17 Februar 2024

Sindelfinger Kleindenkmale:

Metallschild der „Phönix“-Feuerversicherung

das Erdgeschoss des Storchenhauses (Foto: phil)

Früher hing an einem der großen Fensterläden im Erdgeschoss des Storchenhauses ein kleines Schild. Es war leider mit der Farbe der Läden übermalt worden und also schlecht zu erkennen. Das war deshalb schade, weil das kleine Schild ein Kleindenkmal ist: Es zeigte an, dass dieses Haus feuerversichert gewesen ist, und zwar bei der „Londoner Phönix“, einer berühmten englischen Versicherung, die schon 1782 gegründet worden war. Die Bedeutung der Feuerversicherung war natürlich riesig, weil die Feuergefahr in früheren Zeiten enorm war:   Man denke etwa an die verheerenden Brände in London oder Hamburg, in anderem Maßstab natürlich auch bei uns. Aber es dauerte trotzdem, bis sich das Versicherungsprinzip der Gegenseitigkeit allgemein durchsetzen konnte.

Das Feuerversicherungsschild am Fensterladen (Foto: phil)

Sah das Schild einst so aus? (Abb.: Wikipedia) 

„Phönix“ war eine privatrechtliche Versicherung, die nicht ein Haus selbst, sondern vor allem das Inventar versicherte. Diese „Erfindung“ der Phönix war noch Anfang des 19. Jahrhunderts außergewöhnlich, weil zum Beispiel die württembergische Zwangs-Feuerversicherung durch die herzogliche „Brand-Schadens-Versicherungs-Anstalt“, die es seit 1773 gab, keinen Hausrat mitversicherte und auch keine Elementarschäden abdeckte. So hatte sich die „Phönix“ in deutschen Landen eine Monopolstellung erobert, die ihr hohe Beiträge und Gewinne ermöglichte.

Originaler Versicherungsschein der "Phönix" (Privatbesitz)




Das forderte deutsche Kaufleute heraus und 1820 wurde zum Beispiel mit der „Gothaer“ eine erfolgreiche deutsche „Feuerversicherungs-Bank“ für den Handelsstand gegründet. Dass die englische „Phönix“ aber noch immer im Spiel blieb, sehen wir am erwähnten Schild. Solche Schilder waren in Württemberg ab 1830 sogar Pflicht: „Jeder Eigentümer, der sein bewegliches Vermögen versichert hat, hat das Schild an seinem Gebäude auf eine für Jedermann sichtbare Weise anzuheften". Ein Grund dafür war unter anderem, dass dadurch Doppelversicherungen ausgeschlossen wurden, die Anreize zur Brandstiftung gaben. Aber auch der Werbeeffekt war nicht zu unterschätzen.


Versicherungsordnung Herzogtum
Württemberg von 1773 (Google books)

Nachdem sie die Genehmigung erhielten, auch Mobiliarversicherungen abzuschließen, schafften sich später auch die öffentlich-rechtlichen Anstalten solche Feuerversicherungsschilder an.

Schade ist es in unserem Sindelfinger Fall, dass das Schild, das auf solche historischen Aspekte hinweisen kann, also ein Denkmal ist, wohl zur Sanierung abgenommen worden ist, die Hausverwaltung sich aber nicht darum gekümmert hat, dass es wieder angebracht wird.
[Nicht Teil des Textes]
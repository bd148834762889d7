//! Handler for the configure command.
//!
//! Options given on the command line are applied as they are. Without any
//! option and on a terminal, the settings are asked for one by one.

use crate::{
    actions::Action,
    commands::{PARAMETER_ASSET, PARAMETER_ID, PARAMETER_JWT, PARAMETER_VALIDATE},
    config_updater::ConfigUpdater,
    configuration::DefaultAsset,
    context::ExecutionContext,
    credentials::mask,
    error::FactError,
};
use clap::ArgMatches;
use inquire::{Confirm, Text};
use std::{io::IsTerminal, process::Command};
use tracing::debug;

#[derive(Debug, Clone, Default, PartialEq, Eq)]
pub struct ConfigureOptions {
    /// `Some("")` removes the stored token.
    pub jwt: Option<String>,
    /// `Some("")` removes the default asset.
    pub asset: Option<String>,
    pub id: bool,
    pub validate: bool,
}

impl ConfigureOptions {
    pub fn is_empty(&self) -> bool {
        self.jwt.is_none() && self.asset.is_none() && !self.id && !self.validate
    }

    /// Applies the options to `updater`, leaving whatever was not mentioned alone.
    pub fn apply(&self, updater: &mut ConfigUpdater<'_>) {
        if let Some(jwt) = &self.jwt {
            updater.set_token(Some(jwt.clone()));
        }

        match self.asset.as_deref() {
            None => {}
            Some("") => updater.clear_asset(),
            Some(id) if self.id => updater.set_asset_by_id(id),
            Some(name) => updater.set_asset_by_name(name),
        }
    }
}

pub fn from_args(matches: &ArgMatches) -> Result<Action, FactError> {
    let options = ConfigureOptions {
        jwt: matches.get_one::<String>(PARAMETER_JWT).cloned(),
        asset: matches.get_one::<String>(PARAMETER_ASSET).cloned(),
        id: matches.get_flag(PARAMETER_ID),
        validate: matches.get_flag(PARAMETER_VALIDATE),
    };

    if options.id && options.asset.is_none() {
        return Err(FactError::InputError(
            "--id needs the asset identifier given with --asset".to_string(),
        ));
    }
    Ok(Action::Configure(options))
}

pub async fn run(options: ConfigureOptions, context: &ExecutionContext) -> Result<(), FactError> {
    let mut updater = ConfigUpdater::new(
        context.configuration().clone(),
        context.credentials(),
        context.paths(),
        context.lookup(),
    );

    let validate = if options.is_empty() && std::io::stdout().is_terminal() {
        prompt(&mut updater)?
    } else {
        options.apply(&mut updater);
        options.validate
    };

    if validate {
        updater.validate().await?;
    } else {
        updater.try_resolve_pending();
    }
    updater.save()
}

/// Asks for every setting and returns whether to validate them.
fn prompt(updater: &mut ConfigUpdater<'_>) -> Result<bool, FactError> {
    let masked = mask(updater.original_token());
    let mut question = Text::new("API access token:");
    if let Some(masked) = masked.as_deref() {
        question = question.with_default(masked);
    }
    let token = question.prompt()?;
    // Accepting the masked default keeps the stored token.
    if Some(token.as_str()) != masked.as_deref() {
        updater.set_token(Some(token.trim().to_string()));
    }

    let current_id = match updater.asset() {
        DefaultAsset::ExplicitId(id) => Some(id.clone()),
        _ => None,
    };
    let by_id = Confirm::new("Define the default asset by its identifier?")
        .with_default(current_id.is_some())
        .prompt()?;

    if by_id {
        let mut question = Text::new("Asset identifier:");
        if let Some(id) = current_id.as_deref() {
            question = question.with_default(id);
        }
        let id = question.prompt()?;
        match id.trim() {
            "" => updater.clear_asset(),
            id => updater.set_asset_by_id(id),
        }
    } else if Confirm::new("Define the default asset by its name?")
        .with_default(true)
        .prompt()?
    {
        let default_name = match updater.asset() {
            DefaultAsset::PendingName(name) => Some(name.clone()),
            _ => short_hostname(),
        };
        let mut question = Text::new("Asset name:");
        if let Some(name) = default_name.as_deref() {
            question = question.with_default(name);
        }
        let name = question.prompt()?;
        match name.trim() {
            "" => updater.clear_asset(),
            name => updater.set_asset_by_name(name),
        }
    } else {
        updater.clear_asset();
    }

    Ok(Confirm::new("Validate the new settings?")
        .with_default(true)
        .prompt()?)
}

fn short_hostname() -> Option<String> {
    match Command::new("hostname").arg("--short").output() {
        Ok(output) if output.status.success() => {
            let name = String::from_utf8_lossy(&output.stdout).trim().to_string();
            if name.is_empty() {
                None
            } else {
                Some(name)
            }
        }
        Ok(output) => {
            debug!("hostname exited with {}", output.status);
            None
        }
        Err(e) => {
            debug!("hostname could not be run: {}", e);
            None
        }
    }
}

#[cfg(test)]
mod tests {
    use super::*;
    use crate::{
        configuration::{ConfigPaths, Configuration},
        credentials::Credentials,
        resolution::tests::StubLookup,
    };

    #[test]
    fn test_apply_options() {
        let paths = ConfigPaths::in_directory("/nonexistent");
        let configuration = Configuration::default()
            .with_default_asset(DefaultAsset::ExplicitId("42".to_string()));
        let credentials = Credentials::new(Some("old".to_string()));
        let mut updater = ConfigUpdater::new(configuration, &credentials, &paths, &StubLookup);

        ConfigureOptions {
            asset: Some("node01".to_string()),
            ..Default::default()
        }
        .apply(&mut updater);
        assert_eq!(updater.asset(), &DefaultAsset::PendingName("node01".to_string()));
        assert!(!updater.credentials_changed());

        ConfigureOptions {
            asset: Some("7".to_string()),
            id: true,
            jwt: Some(String::new()),
            ..Default::default()
        }
        .apply(&mut updater);
        assert_eq!(updater.asset(), &DefaultAsset::ExplicitId("7".to_string()));
        assert_eq!(updater.token(), None);

        ConfigureOptions {
            asset: Some(String::new()),
            ..Default::default()
        }
        .apply(&mut updater);
        assert_eq!(updater.asset(), &DefaultAsset::NoDefault);
    }

    #[test]
    fn test_is_empty() {
        assert!(ConfigureOptions::default().is_empty());
        assert!(!ConfigureOptions {
            validate: true,
            ..Default::default()
        }
        .is_empty());
    }
}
Das ist sehr schade, weil Sindelfingen nicht reich an Kleindenkmalen ist, die oft auf besonders interessante Alltagsstrukturen hinweisen.
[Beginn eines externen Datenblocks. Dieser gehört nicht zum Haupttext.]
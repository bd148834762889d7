//! Fixtures shared by the binary-level tests.

#![allow(dead_code)]

use assert_cmd::Command;
use std::{fs, path::Path};
use tempfile::TempDir;

pub const FRESH_TOKEN: &str = "eyJhbGciOiJIUzI1NiIsInR5cCI6IkpXVCJ9.eyJzdWIiOiJmYWN0IiwiZXhwIjo0MTAyNDQ0ODAwfQ.sig";

/// A `fact` invocation reading its configuration from `dir` only.
pub fn fact(dir: &Path) -> Command {
    let mut cmd = Command::cargo_bin("fact").unwrap();
    cmd.env("FACT_CONFIG_DIR", dir).env_remove("RUST_LOG");
    cmd
}

pub fn write_config(dir: &TempDir, contents: &str) {
    fs::write(dir.path().join("config.yml"), contents).unwrap();
}

pub fn write_token(dir: &TempDir, token: &str) {
    fs::write(
        dir.path().join("credentials.yml"),
        format!("jwt: {}\n", token),
    )
    .unwrap();
}

/// An inventory tool that knows `node01` as `abc-123` and nothing else.
#[cfg(unix)]
pub fn write_inventory_tool(dir: &TempDir) -> String {
    use std::os::unix::fs::PermissionsExt;

    let path = dir.path().join("inventory");
    fs::write(
        &path,
        "#!/bin/sh\n\
         if [ \"$2\" = node01 ]; then\n\
           printf '1\\tnode01\\track\\tdc\\tok\\tabc-123\\n'\n\
           exit 0\n\
         fi\n\
         exit 21\n",
    )
    .unwrap();
    fs::set_permissions(&path, fs::Permissions::from_mode(0o755)).unwrap();
    path.to_string_lossy().into_owned()
}
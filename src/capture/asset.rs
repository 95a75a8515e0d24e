//! Recording session and finished asset
//!
//! A session accumulates chunks while the recorder runs; finalization folds
//! it into an immutable asset, produced at most once per session.

use super::device::RecordingModality;
use chrono::{DateTime, Utc};
use tokio::time::Instant;
use uuid::Uuid;

/// One device-backed recording tied to one disclosure. Mutated only by the
/// capture engine; dropped once the upload pipeline has consumed it.
#[derive(Debug)]
pub struct RecordingSession {
    /// Stable session id
    pub session_id: Uuid,

    /// Negotiated encoding for this session
    pub mime_type: String,

    /// Wall-clock start, for upload metadata
    pub started_at: DateTime<Utc>,

    /// Wall-clock end, set at finalization
    pub ended_at: Option<DateTime<Utc>>,

    /// Encoded media fragments in arrival order
    pub chunks: Vec<Vec<u8>>,

    /// Monotonic start, for duration computation
    started_instant: Instant,
}

impl RecordingSession {
    pub fn new(mime_type: &str) -> Self {
        Self {
            session_id: Uuid::new_v4(),
            mime_type: mime_type.to_string(),
            started_at: Utc::now(),
            ended_at: None,
            chunks: Vec::new(),
            started_instant: Instant::now(),
        }
    }

    /// Seconds elapsed since the session started, on the monotonic clock.
    pub fn elapsed_seconds(&self) -> u64 {
        self.started_instant.elapsed().as_secs_f64().round() as u64
    }

    /// Fold the session into an immutable asset. Consumes the session so an
    /// asset is produced at most once.
    pub fn finalize(mut self, modality: RecordingModality) -> CaptureAsset {
        let ended_at = Utc::now();
        self.ended_at = Some(ended_at);
        let duration_seconds = self.elapsed_seconds();

        let mut bytes = Vec::with_capacity(self.chunks.iter().map(Vec::len).sum());
        for chunk in &self.chunks {
            bytes.extend_from_slice(chunk);
        }

        CaptureAsset {
            bytes,
            mime_type: self.mime_type,
            modality,
            duration_seconds,
            started_at: self.started_at,
            ended_at,
        }
    }
}

/// Immutable concatenation of a session's chunks plus computed duration.
/// Transient: exists only between stop and upload submission.
#[derive(Debug, Clone)]
pub struct CaptureAsset {
    pub bytes: Vec<u8>,
    pub mime_type: String,
    pub modality: RecordingModality,
    pub duration_seconds: u64,
    pub started_at: DateTime<Utc>,
    pub ended_at: DateTime<Utc>,
}

#[cfg(test)]
mod tests {
    use super::*;

    #[test]
    fn test_finalize_preserves_chunk_order() {
        let mut session = RecordingSession::new("video/webm");
        session.chunks.push(vec![1, 2]);
        session.chunks.push(vec![3]);
        session.chunks.push(vec![4, 5, 6]);

        let asset = session.finalize(RecordingModality::Both);
        assert_eq!(asset.bytes, vec![1, 2, 3, 4, 5, 6]);
        assert_eq!(asset.mime_type, "video/webm");
    }

    #[tokio::test(start_paused = true)]
    async fn test_duration_uses_monotonic_clock() {
        let session = RecordingSession::new("video/webm");
        tokio::time::sleep(std::time::Duration::from_secs(10)).await;
        let asset = session.finalize(RecordingModality::Both);
        assert_eq!(asset.duration_seconds, 10);
    }
}
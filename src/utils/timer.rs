//! Cancellable timer handles
//!
//! The duration cap and the grant countdown are independent timers that must
//! be disarmed on every terminal transition. Wrapping the spawned task in a
//! handle that aborts on disarm (and on drop) keeps teardown deterministic.

use std::future::Future;
use std::time::Duration;
use tokio::task::JoinHandle;

/// Handle to a spawned timer task. Aborting the handle disarms the timer;
/// dropping it does the same.
#[derive(Debug)]
pub struct TimerHandle {
    handle: JoinHandle<()>,
}

impl TimerHandle {
    /// Arm a one-shot timer that runs `action` after `delay`.
    pub fn once<F>(delay: Duration, action: F) -> Self
    where
        F: Future<Output = ()> + Send + 'static,
    {
        let handle = tokio::spawn(async move {
            tokio::time::sleep(delay).await;
            action.await;
        });
        Self { handle }
    }

    /// Arm a repeating timer that runs `tick` every `period` until the
    /// callback returns `false` or the handle is disarmed.
    ///
    /// The first tick fires one full period after arming.
    pub fn repeating<F, Fut>(period: Duration, mut tick: F) -> Self
    where
        F: FnMut() -> Fut + Send + 'static,
        Fut: Future<Output = bool> + Send,
    {
        let handle = tokio::spawn(async move {
            let mut interval = tokio::time::interval(period);
            // interval's first tick completes immediately; skip it
            interval.tick().await;
            loop {
                interval.tick().await;
                if !tick().await {
                    break;
                }
            }
        });
        Self { handle }
    }

    /// Disarm the timer. Safe to call after the timer has fired.
    pub fn disarm(&self) {
        self.handle.abort();
    }
}

impl Drop for TimerHandle {
    fn drop(&mut self) {
        self.handle.abort();
    }
}
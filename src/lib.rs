//! Sealed Disclosure - one-time viewing of sealed case data under forensic
//! capture.
//!
//! An authorized reviewer sees highly sensitive case data exactly once,
//! under a time-boxed grant, while an audio/video recording of the viewing
//! session is captured and persisted as evidence. The crate covers the
//! one-time-view token lifecycle, the viewing state machine, the capture
//! engine and the upload pipeline; grant issuance, device access and
//! recording storage are collaborator traits the embedding application
//! implements.

pub mod capture;
pub mod config;
pub mod token;
pub mod upload;
pub mod utils;
pub mod viewing;

pub use capture::{CaptureEngine, CaptureState, MediaDevice, MediaStream, RecordingModality};
pub use config::{DisclosureConfig, MediaConstraints};
pub use token::{DisclosureGrant, DisclosurePayload, GrantService, TokenController};
pub use upload::{RecordingStore, UploadPipeline, UploadResult};
pub use utils::{DisclosureError, DisclosureResult, ErrorResponse};
pub use viewing::{ViewingSession, ViewingState};

use tracing_subscriber::{layer::SubscriberExt, util::SubscriberInitExt};

/// Initialize tracing/logging for embedding applications.
pub fn init_tracing() {
    tracing_subscriber::registry()
        .with(
            tracing_subscriber::EnvFilter::try_from_default_env()
                .unwrap_or_else(|_| "sealed_disclosure=debug".into()),
        )
        .with(tracing_subscriber::fmt::layer())
        .init();
}
//! Shared utilities

pub mod error;
pub mod timer;

pub use error::{DisclosureError, DisclosureResult, ErrorResponse};
pub use timer::TimerHandle;
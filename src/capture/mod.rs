//! Capture engine module
//!
//! Device-backed forensic recording:
//! - `MediaDevice`/`MediaStream` collaborator traits and the ordered
//!   `CaptureEvent` stream
//! - `RecordingSession`/`CaptureAsset` data model
//! - `CaptureEngine` lifecycle (acquire, negotiate, chunk, cap, finalize)

pub mod asset;
pub mod device;
pub mod engine;

pub use asset::{CaptureAsset, RecordingSession};
pub use device::{CaptureEvent, MediaDevice, MediaStream, RecordingModality};
pub use engine::{CaptureEngine, CaptureState, CaptureUpdate};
Zusatz. Kulturhistorisch interessant ist folgende historische Einschätzung: In katholischen Ländern wurde bei Brandschäden zu Spenden aufgerufen, auch die Kirche schoss eine Summe zu. In calvinistisch geprägten Ländern wurde die Feuerversicherung dagegen als Initiative verstanden, bei der der positive Zweck mit gutem privaten Gewinn verbunden ist. Die lutherischen Gebiete dagegen schafften öffentlich-rechtliche Strukturen auf Gegenseitigkeit (siehe Württemberg).